● Problem description: For the data below, work out the number of lines containing the string "watchpoints" and answer with that number only.

Start of Block

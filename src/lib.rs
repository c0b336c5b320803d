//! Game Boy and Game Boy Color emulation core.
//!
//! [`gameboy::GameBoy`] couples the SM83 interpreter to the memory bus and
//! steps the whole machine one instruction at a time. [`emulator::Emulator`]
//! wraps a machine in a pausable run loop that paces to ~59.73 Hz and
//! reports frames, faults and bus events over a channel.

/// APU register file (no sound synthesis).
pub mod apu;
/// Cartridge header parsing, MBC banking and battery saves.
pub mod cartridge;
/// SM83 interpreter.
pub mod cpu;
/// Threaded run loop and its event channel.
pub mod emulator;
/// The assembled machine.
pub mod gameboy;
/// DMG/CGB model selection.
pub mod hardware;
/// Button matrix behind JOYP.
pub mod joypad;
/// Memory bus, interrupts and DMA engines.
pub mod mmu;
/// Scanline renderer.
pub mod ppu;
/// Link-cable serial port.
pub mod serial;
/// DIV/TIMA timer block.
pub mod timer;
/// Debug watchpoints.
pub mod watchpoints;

End of Block

● Solution to this task: 2